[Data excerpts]
--

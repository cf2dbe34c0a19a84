//! Timing functions (easing curves) for timed transitions.
//!
//! A timing function maps normalized elapsed time to an interpolation factor.
//! Interactive (percent-driven) progress bypasses these curves entirely; they
//! only shape the timed portion of a transition.

use super::spring::SpringConfig;

/// Curve applied to normalized animation time.
#[derive(Clone, Debug, PartialEq)]
pub enum TimingFunction {
    /// Constant speed.
    Linear,
    /// Starts slow, ends fast.
    EaseIn,
    /// Starts fast, ends slow.
    EaseOut,
    /// Slow start and end, fast middle.
    EaseInOut,
    /// CSS-style cubic bezier curve (x1, y1, x2, y2).
    CubicBezier(f32, f32, f32, f32),
    /// Physics-based spring. Stepped with real elapsed time by the animator,
    /// not through [`TimingFunction::evaluate`].
    Spring(SpringConfig),
}

impl TimingFunction {
    /// Evaluate the curve at normalized time `t` in `[0, 1]`.
    ///
    /// Springs fall back to `t`; the animator steps them with real elapsed
    /// time instead.
    pub fn evaluate(&self, t: f32) -> f32 {
        match self {
            TimingFunction::Linear => t,
            TimingFunction::EaseIn => t * t,
            TimingFunction::EaseOut => t * (2.0 - t),
            TimingFunction::EaseInOut => {
                if t < 0.5 {
                    2.0 * t * t
                } else {
                    -1.0 + (4.0 - 2.0 * t) * t
                }
            }
            TimingFunction::CubicBezier(x1, y1, x2, y2) => cubic_bezier(t, *x1, *y1, *x2, *y2),
            TimingFunction::Spring(_) => t,
        }
    }
}

/// Solve the bezier for y at the given x using Newton-Raphson.
fn cubic_bezier(x: f32, x1: f32, y1: f32, x2: f32, y2: f32) -> f32 {
    let mut t = x;
    for _ in 0..8 {
        let error = bezier_component(t, x1, x2) - x;
        let slope = bezier_slope(t, x1, x2);
        if slope.abs() < 1e-6 {
            break;
        }
        t -= error / slope;
    }
    bezier_component(t, y1, y2)
}

fn bezier_component(t: f32, c1: f32, c2: f32) -> f32 {
    let mt = 1.0 - t;
    3.0 * mt * mt * t * c1 + 3.0 * mt * t * t * c2 + t * t * t
}

fn bezier_slope(t: f32, c1: f32, c2: f32) -> f32 {
    let mt = 1.0 - t;
    3.0 * mt * mt * c1 + 6.0 * mt * t * (c2 - c1) + 3.0 * t * t * (1.0 - c2)
}

#[cfg(test)]
mod tests {
    use super::*;

    #[test]
    fn test_linear_is_identity() {
        assert_eq!(TimingFunction::Linear.evaluate(0.0), 0.0);
        assert_eq!(TimingFunction::Linear.evaluate(0.5), 0.5);
        assert_eq!(TimingFunction::Linear.evaluate(1.0), 1.0);
    }

    #[test]
    fn test_ease_in_starts_slow() {
        assert!(TimingFunction::EaseIn.evaluate(0.5) < 0.5);
    }

    #[test]
    fn test_ease_out_starts_fast() {
        assert!(TimingFunction::EaseOut.evaluate(0.5) > 0.5);
    }

    #[test]
    fn test_ease_in_out_endpoints() {
        let curve = TimingFunction::EaseInOut;
        assert!(curve.evaluate(0.0).abs() < 1e-6);
        assert!((curve.evaluate(1.0) - 1.0).abs() < 1e-6);
        assert!((curve.evaluate(0.5) - 0.5).abs() < 1e-6);
    }

    #[test]
    fn test_cubic_bezier_endpoints() {
        // CSS "ease" curve.
        let curve = TimingFunction::CubicBezier(0.25, 0.1, 0.25, 1.0);
        assert!(curve.evaluate(0.0).abs() < 1e-3);
        assert!((curve.evaluate(1.0) - 1.0).abs() < 1e-3);
    }
}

--

**Work instruction:** Each line in the data that holds the string "self" needs to be copied.

**Exercise output:**
    pub fn evaluate(&self, t: f32) -> f32 {
        match self {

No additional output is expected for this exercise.